Abstract

A hexafluorophosphate ionic liquid is used as a functional monomer to prepare a metal-organic framework (Zn-MOF). Zn-MOF is used as a template for MoS₂ nanosheets synthesis and further carbonized to yield light-responsive ZnS/C/MoS₂ nanocomposites. Zn-MOF, carbonized-Zn-MOF, and ZnS/C/MoS₂ nanocomposites are characterized by Fourier transform infrared spectroscopy, transmission electron microscopy, X-ray diffraction pattern, scanning electron microscopy (SEM), element mapping, Raman spectroscopy, X-ray photoelectron spectroscopy, fluorescence, and nitrogen-adsorption analysis.

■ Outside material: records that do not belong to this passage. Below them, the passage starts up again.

//! Broad-phase spatial index over building footprints.
//!
//! The city is cut into square cells of `cell_size` world units.  Each
//! obstacle's box is registered in every cell its footprint touches, so a
//! point or window query only has to look at the handful of obstacles that
//! share its cells before the exact test runs.
//!
//! # Example
//!
//! ```rust
//! use skyway_geometry::aabb::{Aabb, Point3};
//! use skyway_geometry::spatial::SpatialGrid;
//!
//! let mut grid = SpatialGrid::new(100.0);
//! grid.insert(0, &Aabb::new(Point3::new(10.0, 10.0, 0.0), Point3::new(40.0, 40.0, 90.0)));
//! grid.insert(1, &Aabb::new(Point3::new(510.0, 10.0, 0.0), Point3::new(540.0, 40.0, 90.0)));
//!
//! assert_eq!(grid.query_point(20.0, 20.0), vec![0]);
//! assert!(grid.query_point(300.0, 300.0).is_empty());
//! ```

use std::collections::HashMap;

use crate::aabb::Aabb;

/// Cell size used when none is configured.
pub const DEFAULT_CELL_SIZE: f64 = 100.0;

/// Boxes covering more cells than this are kept in a side list and tested
/// directly instead of being stamped into every cell.
pub const MAX_CELLS_PER_BOX: u128 = 4096;

/// Uniform bucket grid mapping cells to obstacle indices.
#[derive(Debug, Clone)]
pub struct SpatialGrid {
    cell_size: f64,
    cells: HashMap<(i64, i64), Vec<usize>>,
    oversized: Vec<(usize, Aabb)>,
    len: usize,
}

impl SpatialGrid {
    /// Create an empty grid.  Non-positive or non-finite sizes fall back to
    /// [`DEFAULT_CELL_SIZE`].
    pub fn new(cell_size: f64) -> Self {
        let cell_size = if cell_size.is_finite() && cell_size > 0.0 {
            cell_size
        } else {
            DEFAULT_CELL_SIZE
        };
        Self {
            cell_size,
            cells: HashMap::new(),
            oversized: Vec::new(),
            len: 0,
        }
    }

    pub fn cell_size(&self) -> f64 {
        self.cell_size
    }

    /// Number of obstacles registered.
    pub fn len(&self) -> usize {
        self.len
    }

    pub fn is_empty(&self) -> bool {
        self.len == 0
    }

    /// Register obstacle `index` in every cell covered by `bounds`.
    ///
    /// Boxes with non-finite horizontal extents are ignored.  Boxes wider
    /// than [`MAX_CELLS_PER_BOX`] cells go to the oversized list.
    pub fn insert(&mut self, index: usize, bounds: &Aabb) {
        let Some(range) = self.cell_range(bounds) else {
            return;
        };
        self.len += 1;
        if cell_count(range) > MAX_CELLS_PER_BOX {
            self.oversized.push((index, *bounds));
            return;
        }
        let (x0, y0, x1, y1) = range;
        for cx in x0..=x1 {
            for cy in y0..=y1 {
                self.cells.entry((cx, cy)).or_default().push(index);
            }
        }
    }

    /// Candidate obstacles whose cells contain `(x, y)`, sorted ascending.
    pub fn query_point(&self, x: f64, y: f64) -> Vec<usize> {
        let (Some(cx), Some(cy)) = (self.cell_coord(x), self.cell_coord(y)) else {
            return Vec::new();
        };
        let mut out = self.cells.get(&(cx, cy)).cloned().unwrap_or_default();
        if !self.oversized.is_empty() {
            out.extend(
                self.oversized
                    .iter()
                    .filter(|(_, b)| {
                        x >= b.min.x && x <= b.max.x && y >= b.min.y && y <= b.max.y
                    })
                    .map(|(i, _)| *i),
            );
            out.sort_unstable();
            out.dedup();
        }
        out
    }

    /// Candidate obstacles whose cells overlap the footprint of `window`,
    /// sorted ascending and without duplicates.
    ///
    /// Cost is bounded by the number of occupied cells, however large the
    /// window is.
    pub fn query_rect(&self, window: &Aabb) -> Vec<usize> {
        let Some(range) = self.cell_range(window) else {
            return Vec::new();
        };
        let (x0, y0, x1, y1) = range;
        let mut out = Vec::new();
        if cell_count(range) > self.cells.len() as u128 {
            for (&(cx, cy), bucket) in &self.cells {
                if (x0..=x1).contains(&cx) && (y0..=y1).contains(&cy) {
                    out.extend_from_slice(bucket);
                }
            }
        } else {
            for cx in x0..=x1 {
                for cy in y0..=y1 {
                    if let Some(bucket) = self.cells.get(&(cx, cy)) {
                        out.extend_from_slice(bucket);
                    }
                }
            }
        }
        out.extend(
            self.oversized
                .iter()
                .filter(|(_, b)| footprints_overlap(b, window))
                .map(|(i, _)| *i),
        );
        out.sort_unstable();
        out.dedup();
        out
    }

    fn cell_coord(&self, v: f64) -> Option<i64> {
        if v.is_finite() {
            Some((v / self.cell_size).floor() as i64)
        } else {
            None
        }
    }

    fn cell_range(&self, bounds: &Aabb) -> Option<(i64, i64, i64, i64)> {
        Some((
            self.cell_coord(bounds.min.x)?,
            self.cell_coord(bounds.min.y)?,
            self.cell_coord(bounds.max.x)?,
            self.cell_coord(bounds.max.y)?,
        ))
    }
}

/// Number of cells in an inclusive range, saturating instead of overflowing.
fn cell_count((x0, y0, x1, y1): (i64, i64, i64, i64)) -> u128 {
    let w = (i128::from(x1) - i128::from(x0) + 1).max(0) as u128;
    let h = (i128::from(y1) - i128::from(y0) + 1).max(0) as u128;
    w.saturating_mul(h)
}

fn footprints_overlap(a: &Aabb, b: &Aabb) -> bool {
    a.min.x <= b.max.x && a.max.x >= b.min.x && a.min.y <= b.max.y && a.max.y >= b.min.y
}

impl Default for SpatialGrid {
    fn default() -> Self {
        Self::new(DEFAULT_CELL_SIZE)
    }
}

#[cfg(test)]
mod tests {
    use super::*;
    use crate::aabb::Point3;

    fn rect(x0: f64, y0: f64, x1: f64, y1: f64) -> Aabb {
        Aabb::new(Point3::new(x0, y0, 0.0), Point3::new(x1, y1, 10.0))
    }

    #[test]
    fn empty_grid_returns_nothing() {
        let grid = SpatialGrid::default();
        assert!(grid.is_empty());
        assert!(grid.query_point(0.0, 0.0).is_empty());
        assert!(grid.query_rect(&rect(-500.0, -500.0, 500.0, 500.0)).is_empty());
    }

    #[test]
    fn box_spanning_cells_is_found_from_each_cell() {
        let mut grid = SpatialGrid::new(100.0);
        grid.insert(3, &rect(50.0, 50.0, 250.0, 150.0));
        assert_eq!(grid.len(), 1);
        assert_eq!(grid.query_point(60.0, 60.0), vec![3]);
        assert_eq!(grid.query_point(240.0, 140.0), vec![3]);
        assert!(grid.query_point(240.0, 240.0).is_empty());
    }

    #[test]
    fn negative_coordinates_use_floor_cells() {
        let mut grid = SpatialGrid::new(100.0);
        grid.insert(0, &rect(-150.0, -150.0, -110.0, -110.0));
        assert_eq!(grid.query_point(-120.0, -120.0), vec![0]);
        assert!(grid.query_point(-20.0, -20.0).is_empty());
    }

    #[test]
    fn rect_query_deduplicates() {
        let mut grid = SpatialGrid::new(10.0);
        grid.insert(0, &rect(0.0, 0.0, 95.0, 95.0));
        grid.insert(1, &rect(200.0, 200.0, 210.0, 210.0));
        assert_eq!(grid.query_rect(&rect(0.0, 0.0, 100.0, 100.0)), vec![0]);
        assert_eq!(grid.query_rect(&rect(0.0, 0.0, 300.0, 300.0)), vec![0, 1]);
    }

    #[test]
    fn nan_queries_are_empty() {
        let mut grid = SpatialGrid::new(10.0);
        grid.insert(0, &rect(0.0, 0.0, 5.0, 5.0));
        assert!(grid.query_point(f64::NAN, 1.0).is_empty());
    }

    #[test]
    fn huge_window_scans_occupied_cells_only() {
        let mut grid = SpatialGrid::new(100.0);
        grid.insert(0, &rect(10.0, 10.0, 60.0, 60.0));
        grid.insert(1, &rect(5_000.0, 5_000.0, 5_050.0, 5_050.0));
        let everything = rect(-1e15, -1e15, 1e15, 1e15);
        assert_eq!(grid.query_rect(&everything), vec![0, 1]);
        assert_eq!(grid.query_rect(&rect(-1e12, -1e12, 1_000.0, 1_000.0)), vec![0]);
    }

    #[test]
    fn oversized_box_is_not_stamped_into_cells() {
        let mut grid = SpatialGrid::new(10.0);
        grid.insert(0, &rect(-1e9, -1e9, 1e9, 1e9));
        grid.insert(1, &rect(0.0, 0.0, 5.0, 5.0));
        assert_eq!(grid.len(), 2);
        assert_eq!(grid.cells.len(), 1);
        assert_eq!(grid.query_point(1.0, 1.0), vec![0, 1]);
        assert_eq!(grid.query_point(5e8, -5e8), vec![0]);
        assert!(grid.query_point(2e9, 0.0).is_empty());
        assert_eq!(grid.query_rect(&rect(100.0, 100.0, 200.0, 200.0)), vec![0]);
        assert!(grid.query_rect(&rect(3e9, 3e9, 4e9, 4e9)).is_empty());
    }

    #[test]
    fn invalid_cell_size_falls_back_to_default() {
        assert_eq!(SpatialGrid::new(0.0).cell_size(), DEFAULT_CELL_SIZE);
        assert_eq!(SpatialGrid::new(f64::NAN).cell_size(), DEFAULT_CELL_SIZE);
    }
}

Carcinoembryonic antigen (CEA) is selected as a model to construct an immunosensing platform to evaluate the photo-electrochemical (PEC) performances of ZnS/C/MoS₂ nanocomposites. A sandwich-type PEC immunosensor is fabricated by immobilizing CEA antibody (Ab₁ ) onto the ZnS/C/MoS₂ /GCE surface, subsequently binding CEA and the alkaline phosphatase-gold nanoparticle labeled CEA antibody (ALP-Au-Ab₂ ). The catalytic conversion of vitamin C magnesium phosphate produces ascorbic acid (AA). Upon being illuminated, AA can react with photogenerated holes from ZnS/C/MoS₂ nanocomposites to generate a photocurrent for quantitative assay. Under optimized experimental conditions, the PEC immunosensor exhibits excellent analytical characteristics with a linear range from 2.0 pg mL^-1 to 10.0 ng mL^-1 and a detection limit of 1.30 pg mL^-1 (S/N = 3). The outstanding practicability of this PEC immunosensor is demonstrated by accurate assaying of CEA in clinical serum samples.